Transcribe the listing below only from the line with "self.container.is_none()" up to and including the line with "pub fn as_association(&self)".

┌──

//! Tracing setup for scan runs.
//!
//! Console output always; spans (`scan`, `scan_symbol`, `batch_symbol`) are
//! additionally exported over OTLP gRPC unless `OTEL_ENABLED=false`.
//!
//! | Variable | Default |
//! |----------|---------|
//! | `OTEL_ENABLED` | `true` |
//! | `OTEL_EXPORTER_OTLP_ENDPOINT` | `http://localhost:4317` |
//! | `OTEL_SERVICE_NAME` | `gex-engine` |
//! | `GEX_ENV` | unset; `development` gives compact colored output |
//! | `RUST_LOG` | `info` |

use opentelemetry::KeyValue;
use opentelemetry::trace::TracerProvider;
use opentelemetry_otlp::WithExportConfig;
use opentelemetry_sdk::Resource;
use opentelemetry_sdk::trace::SdkTracerProvider;
use tracing_subscriber::{EnvFilter, Registry, layer::SubscriberExt, util::SubscriberInitExt};

const DEFAULT_ENDPOINT: &str = "http://localhost:4317";
const DEFAULT_SERVICE: &str = "gex-engine";

/// Tracing settings resolved from the environment.
#[derive(Debug, Clone, PartialEq, Eq)]
pub struct TelemetrySettings {
    /// OTLP endpoint; `None` keeps output on the console.
    pub otlp_endpoint: Option<String>,
    /// `service.name` resource attribute.
    pub service_name: String,
    /// Compact colored console output.
    pub development: bool,
    /// `EnvFilter` directives.
    pub log_filter: String,
}

impl TelemetrySettings {
    /// Read settings from process environment variables.
    #[must_use]
    pub fn from_env() -> Self {
        Self::from_lookup(|key| std::env::var(key).ok())
    }

    /// Read settings through `lookup`, which returns a variable's value.
    pub fn from_lookup(lookup: impl Fn(&str) -> Option<String>) -> Self {
        let enabled = lookup("OTEL_ENABLED").is_none_or(|v| v != "false");
        let otlp_endpoint = enabled.then(|| {
            lookup("OTEL_EXPORTER_OTLP_ENDPOINT").unwrap_or_else(|| DEFAULT_ENDPOINT.to_string())
        });

        Self {
            otlp_endpoint,
            service_name: lookup("OTEL_SERVICE_NAME")
                .unwrap_or_else(|| DEFAULT_SERVICE.to_string()),
            development: lookup("GEX_ENV").is_some_and(|v| v == "development"),
            log_filter: lookup("RUST_LOG").unwrap_or_else(|| "info".to_string()),
        }
    }

    fn env_filter(&self) -> EnvFilter {
        EnvFilter::try_new(&self.log_filter).unwrap_or_else(|_| EnvFilter::new("info"))
    }

    fn resource(&self) -> Resource {
        Resource::builder()
            .with_service_name(self.service_name.clone())
            .with_attribute(KeyValue::new("service.version", env!("CARGO_PKG_VERSION")))
            .build()
    }
}

/// Flushes exported spans when the scan process exits.
pub struct TelemetryGuard {
    provider: Option<SdkTracerProvider>,
}

impl TelemetryGuard {
    /// Whether spans are being exported.
    #[must_use]
    pub const fn is_exporting(&self) -> bool {
        self.provider.is_some()
    }
}

impl Drop for TelemetryGuard {
    fn drop(&mut self) {
        let Some(provider) = self.provider.take() else {
            return;
        };
        if let Err(e) = provider.shutdown() {
            eprintln!("span flush on exit failed: {e}");
        }
    }
}

/// Install the global subscriber from environment settings.
///
/// # Panics
///
/// Panics if a global subscriber is already installed.
#[must_use]
pub fn init_telemetry() -> TelemetryGuard {
    init_with(&TelemetrySettings::from_env())
}

/// Install the global subscriber from explicit settings.
///
/// An exporter that cannot be built degrades to console-only output.
///
/// # Panics
///
/// Panics if a global subscriber is already installed.
#[must_use]
pub fn init_with(settings: &TelemetrySettings) -> TelemetryGuard {
    let fmt_layer = tracing_subscriber::fmt::layer()
        .with_target(!settings.development)
        .with_ansi(settings.development);
    let registry = Registry::default()
        .with(settings.env_filter())
        .with(fmt_layer);

    let Some(endpoint) = settings.otlp_endpoint.as_deref() else {
        registry.init();
        tracing::info!("Span export disabled, console only");
        return TelemetryGuard { provider: None };
    };

    let exporter = match opentelemetry_otlp::SpanExporter::builder()
        .with_tonic()
        .with_endpoint(endpoint)
        .build()
    {
        Ok(exporter) => exporter,
        Err(e) => {
            registry.init();
            tracing::warn!(error = %e, endpoint, "OTLP exporter unavailable, console only");
            return TelemetryGuard { provider: None };
        }
    };

    // Scans are short-lived batch runs; batching would drop spans at exit
    let provider = SdkTracerProvider::builder()
        .with_resource(settings.resource())
        .with_simple_exporter(exporter)
        .build();
    let tracer = provider.tracer(settings.service_name.clone());

    registry
        .with(tracing_opentelemetry::layer().with_tracer(tracer))
        .init();

    tracing::info!(
        service_name = %settings.service_name,
        endpoint,
        "Exporting scan spans"
    );

    TelemetryGuard {
        provider: Some(provider),
    }
}

#[cfg(test)]
mod tests {
    use super::*;
    use std::collections::HashMap;

    fn settings(vars: &[(&str, &str)]) -> TelemetrySettings {
        let vars: HashMap<String, String> = vars
            .iter()
            .map(|(k, v)| ((*k).to_string(), (*v).to_string()))
            .collect();
        TelemetrySettings::from_lookup(|key| vars.get(key).cloned())
    }

    #[test]
    fn test_defaults_export_to_local_collector() {
        let s = settings(&[]);
        assert_eq!(s.otlp_endpoint.as_deref(), Some(DEFAULT_ENDPOINT));
        assert_eq!(s.service_name, "gex-engine");
        assert!(!s.development);
        assert_eq!(s.log_filter, "info");
    }

    #[test]
    fn test_disabled_export_drops_endpoint() {
        let s = settings(&[
            ("OTEL_ENABLED", "false"),
            ("OTEL_EXPORTER_OTLP_ENDPOINT", "http://collector:4317"),
        ]);
        assert_eq!(s.otlp_endpoint, None);
    }

    #[test]
    fn test_overrides() {
        let s = settings(&[
            ("OTEL_EXPORTER_OTLP_ENDPOINT", "http://collector:4317"),
            ("OTEL_SERVICE_NAME", "gex-nightly"),
            ("GEX_ENV", "development"),
            ("RUST_LOG", "gex_engine=debug"),
        ]);
        assert_eq!(s.otlp_endpoint.as_deref(), Some("http://collector:4317"));
        assert_eq!(s.service_name, "gex-nightly");
        assert!(s.development);
        assert_eq!(s.log_filter, "gex_engine=debug");
    }

    #[test]
    fn test_invalid_filter_falls_back() {
        let s = settings(&[("RUST_LOG", "gex_engine=[")]);
        // Must not panic
        let _ = s.env_filter();
    }
}
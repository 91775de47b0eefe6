//! Profile fixtures shared by the signal tests.

use chrono::{DateTime, Utc};

use crate::gex::GexExposure;
use crate::models::{GexProfile, StrikeAggregate};
use crate::stress::{MmStatus, StressMetrics};

/// Profile over `rows` with the given dealer pain and neutral status.
pub fn profile(symbol: &str, spot: f64, rows: Vec<StrikeAggregate>, dealer_pain: f64) -> GexProfile {
    let exposure = GexExposure::from_strikes(symbol, spot, rows);
    let stress = StressMetrics {
        dealer_pain,
        pin_risk: 0.0,
        institutional_flow: false,
        toxicity_score: 0.0,
        mm_status: MmStatus::Neutral,
    };
    GexProfile::new(exposure, stress, 15.0, DateTime::<Utc>::UNIX_EPOCH)
}

/// Net GEX 3.2e9, flip at 101.5, strongest call wall 103 (2.5e9), strongest
/// put wall 96 (-1.2e9), spot 100.
pub fn positive_gamma_range(symbol: &str) -> GexProfile {
    profile(
        symbol,
        100.0,
        vec![
            StrikeAggregate::new(90.0, 0.0, -3e8),
            StrikeAggregate::new(96.0, 1e8, -1.2e9),
            StrikeAggregate::new(100.0, 7e8, -5e8),
            StrikeAggregate::new(103.0, 2.5e9, -1e8),
            StrikeAggregate::new(110.0, 2e9, 0.0),
        ],
        10.0,
    )
}
use evox_core_types::ElementId;
use serde::{Deserialize, Serialize};

use super::multiplicity::Multiplicity;

/// A node of the PSM tree as it exists in one version
///
/// The same logical node carries the same `id` in every version; its
/// `parent` and `kind` payload may differ between snapshots.
#[derive(Debug, Clone, PartialEq, Serialize, Deserialize)]
pub struct Element {
    pub id: ElementId,
    /// Tree parent (None for root classes)
    pub parent: Option<ElementId>,
    pub kind: ElementKind,
}

/// Closed set of PSM node kinds
#[derive(Debug, Clone, PartialEq, Serialize, Deserialize)]
#[serde(tag = "type", rename_all = "snake_case")]
pub enum ElementKind {
    Class(PsmClass),
    ClassUnion(ClassUnion),
    Association(Association),
    ContentContainer(ContentContainer),
    ContentChoice(ContentChoice),
    AttributeContainer(AttributeContainer),
    Attribute(PsmAttribute),
}

/// PSM class
///
/// A class with an `element_name` emits an XML element; without one its
/// attributes and content are merged into whatever includes it.
#[derive(Debug, Clone, PartialEq, Serialize, Deserialize)]
pub struct PsmClass {
    pub name: String,
    pub element_name: Option<String>,
    /// XML attributes (attributes placed directly in the class)
    pub attributes: Vec<ElementId>,
    /// Associations, content containers, content choices and attribute containers
    pub components: Vec<ElementId>,
    /// Class whose content and attributes this class reuses
    pub represented_class: Option<ElementId>,
    pub allow_any_attribute: bool,
}

impl PsmClass {
    pub fn new(name: impl Into<String>) -> Self {
        Self {
            name: name.into(),
            element_name: None,
            attributes: Vec::new(),
            components: Vec::new(),
            represented_class: None,
            allow_any_attribute: false,
        }
    }

    pub fn with_element_name(mut self, element_name: impl Into<String>) -> Self {
        self.element_name = Some(element_name.into());
        self
    }

    pub fn representing(mut self, represented: ElementId) -> Self {
        self.represented_class = Some(represented);
        self
    }

    pub fn is_structural_representative(&self) -> bool {
        self.represented_class.is_some()
    }
}

/// Union of alternative classes reached through one association
#[derive(Debug, Clone, Default, PartialEq, Serialize, Deserialize)]
pub struct ClassUnion {
    /// Associations leading to the alternatives
    pub components: Vec<ElementId>,
}

#[derive(Debug, Clone, PartialEq, Serialize, Deserialize)]
pub struct Association {
    pub name: Option<String>,
    /// Class or class union below this association
    pub child: ElementId,
    pub multiplicity: Multiplicity,
}

/// Wrapper element around a group of subordinate components
#[derive(Debug, Clone, PartialEq, Serialize, Deserialize)]
pub struct ContentContainer {
    pub name: String,
    pub components: Vec<ElementId>,
}

/// Choice between subordinate components
#[derive(Debug, Clone, Default, PartialEq, Serialize, Deserialize)]
pub struct ContentChoice {
    pub components: Vec<ElementId>,
}

/// Holder turning its attributes into XML elements
#[derive(Debug, Clone, Default, PartialEq, Serialize, Deserialize)]
pub struct AttributeContainer {
    pub attributes: Vec<ElementId>,
}

#[derive(Debug, Clone, PartialEq, Serialize, Deserialize)]
pub struct PsmAttribute {
    pub name: String,
    pub alias: Option<String>,
    pub type_name: Option<String>,
    pub multiplicity: Multiplicity,
    pub default_value: Option<String>,
    /// Owning attribute container, None when the attribute sits in its class
    pub container: Option<ElementId>,
}

impl PsmAttribute {
    pub fn new(name: impl Into<String>) -> Self {
        Self {
            name: name.into(),
            alias: None,
            type_name: None,
            multiplicity: Multiplicity::ONE,
            default_value: None,
            container: None,
        }
    }

    pub fn with_type(mut self, type_name: impl Into<String>) -> Self {
        self.type_name = Some(type_name.into());
        self
    }

    pub fn with_multiplicity(mut self, multiplicity: Multiplicity) -> Self {
        self.multiplicity = multiplicity;
        self
    }

    /// Name used in the generated schema
    pub fn effective_name(&self) -> &str {
        self.alias.as_deref().unwrap_or(&self.name)
    }

    /// Attributes inside a container are emitted as elements
    pub fn is_xml_attribute(&self) -> bool {
        self.container.is_none()
    }
}

impl Element {
    pub fn new(id: ElementId, parent: Option<ElementId>, kind: ElementKind) -> Self {
        Self { id, parent, kind }
    }

    pub fn as_class(&self) -> Option<&PsmClass> {
        match &self.kind {
            ElementKind::Class(class) => Some(class),
            _ => None,
        }
    }

    pub fn as_association(&self) -> Option<&Association> {
        match &self.kind {
            ElementKind::Association(association) => Some(association),
            _ => None,
        }
    }

    pub fn as_attribute(&self) -> Option<&PsmAttribute> {
        match &self.kind {
            ElementKind::Attribute(attribute) => Some(attribute),
            _ => None,
        }
    }

    /// Ordered subordinate components, empty for kinds that have none
    pub fn components(&self) -> &[ElementId] {
        match &self.kind {
            ElementKind::Class(c) => &c.components,
            ElementKind::ClassUnion(u) => &u.components,
            ElementKind::ContentContainer(c) => &c.components,
            ElementKind::ContentChoice(c) => &c.components,
            _ => &[],
        }
    }

    pub(crate) fn components_mut(&mut self) -> Option<&mut Vec<ElementId>> {
        match &mut self.kind {
            ElementKind::Class(c) => Some(&mut c.components),
            ElementKind::ClassUnion(u) => Some(&mut u.components),
            ElementKind::ContentContainer(c) => Some(&mut c.components),
            ElementKind::ContentChoice(c) => Some(&mut c.components),
            _ => None,
        }
    }

    /// Ordered attributes of a class or attribute container
    pub fn attributes(&self) -> &[ElementId] {
        match &self.kind {
            ElementKind::Class(c) => &c.attributes,
            ElementKind::AttributeContainer(c) => &c.attributes,
            _ => &[],
        }
    }

    pub(crate) fn attributes_mut(&mut self) -> Option<&mut Vec<ElementId>> {
        match &mut self.kind {
            ElementKind::Class(c) => Some(&mut c.attributes),
            ElementKind::AttributeContainer(c) => Some(&mut c.attributes),
            _ => None,
        }
    }

    /// Children in traversal order
    ///
    /// Class: attributes then components. Association: its child.
    /// Everything else: its components or attributes.
    pub fn children(&self) -> Vec<&ElementId> {
        match &self.kind {
            ElementKind::Class(c) => c.attributes.iter().chain(c.components.iter()).collect(),
            ElementKind::Association(a) => vec![&a.child],
            ElementKind::AttributeContainer(c) => c.attributes.iter().collect(),
            ElementKind::Attribute(_) => Vec::new(),
            _ => self.components().iter().collect(),
        }
    }

    /// Class carrying an element label
    pub fn has_label(&self) -> bool {
        self.as_class()
            .map(|c| c.element_name.is_some())
            .unwrap_or(false)
    }
}
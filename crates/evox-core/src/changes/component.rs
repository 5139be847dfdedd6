//! Changes of subordinate components and the container kinds

use super::{
    added, components, lifecycle_flags, moved, removed_children, reordered, sedentary, ChangeKind,
    ChangeRecord, DetectionInput, EditType,
};
use crate::model::ElementKind;

/// Components of the visited owner that no longer exist
///
/// For an association the single child counts as its component.
pub(crate) fn detect_component_removed(input: &DetectionInput<'_>) -> Vec<ChangeRecord> {
    let Some((old, new)) = input.counterparts() else {
        return Vec::new();
    };
    match (old.as_association(), new.as_association()) {
        (Some(old_association), Some(new_association)) => {
            let child = &old_association.child;
            if child == &new_association.child || input.new.contains(child) {
                return Vec::new();
            }
            input
                .old
                .get(child)
                .map(|removed| {
                    let (content, attributes) = lifecycle_flags(removed);
                    ChangeRecord::new(ChangeKind::ComponentRemoved, EditType::Removal, child.clone())
                        .with_secondary(Some(input.element.clone()))
                        .invalidating_content(content)
                        .invalidating_attributes(attributes)
                })
                .into_iter()
                .collect()
        }
        _ => removed_children(input, ChangeKind::ComponentRemoved, components),
    }
}

pub(crate) fn detect_components_reordered(input: &DetectionInput<'_>) -> Vec<ChangeRecord> {
    reordered(input, ChangeKind::ComponentsReordered, components)
}

pub(crate) fn detect_content_container_added(input: &DetectionInput<'_>) -> Vec<ChangeRecord> {
    added(input, ChangeKind::ContentContainerAdded)
}

pub(crate) fn detect_content_container_moved(input: &DetectionInput<'_>) -> Vec<ChangeRecord> {
    moved(input, ChangeKind::ContentContainerMoved)
}

/// The container name is the emitted element name
pub(crate) fn detect_content_container_renamed(input: &DetectionInput<'_>) -> Vec<ChangeRecord> {
    sedentary(input, ChangeKind::ContentContainerRenamed, |e| match &e.kind {
        ElementKind::ContentContainer(container) => Some(container.name.clone()),
        _ => None,
    })
    .into_iter()
    .collect()
}

pub(crate) fn detect_content_choice_added(input: &DetectionInput<'_>) -> Vec<ChangeRecord> {
    added(input, ChangeKind::ContentChoiceAdded)
}

pub(crate) fn detect_content_choice_moved(input: &DetectionInput<'_>) -> Vec<ChangeRecord> {
    moved(input, ChangeKind::ContentChoiceMoved)
}

pub(crate) fn detect_attribute_container_added(input: &DetectionInput<'_>) -> Vec<ChangeRecord> {
    added(input, ChangeKind::AttributeContainerAdded)
}

pub(crate) fn detect_attribute_container_moved(input: &DetectionInput<'_>) -> Vec<ChangeRecord> {
    moved(input, ChangeKind::AttributeContainerMoved)
}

└──

**RESULT OF THIS TASK**
        self.container.is_none()
    }
}

impl Element {
    pub fn new(id: ElementId, parent: Option<ElementId>, kind: ElementKind) -> Self {
        Self { id, parent, kind }
    }

    pub fn as_class(&self) -> Option<&PsmClass> {
        match &self.kind {
            ElementKind::Class(class) => Some(class),
            _ => None,
        }
    }

    pub fn as_association(&self) -> Option<&Association> {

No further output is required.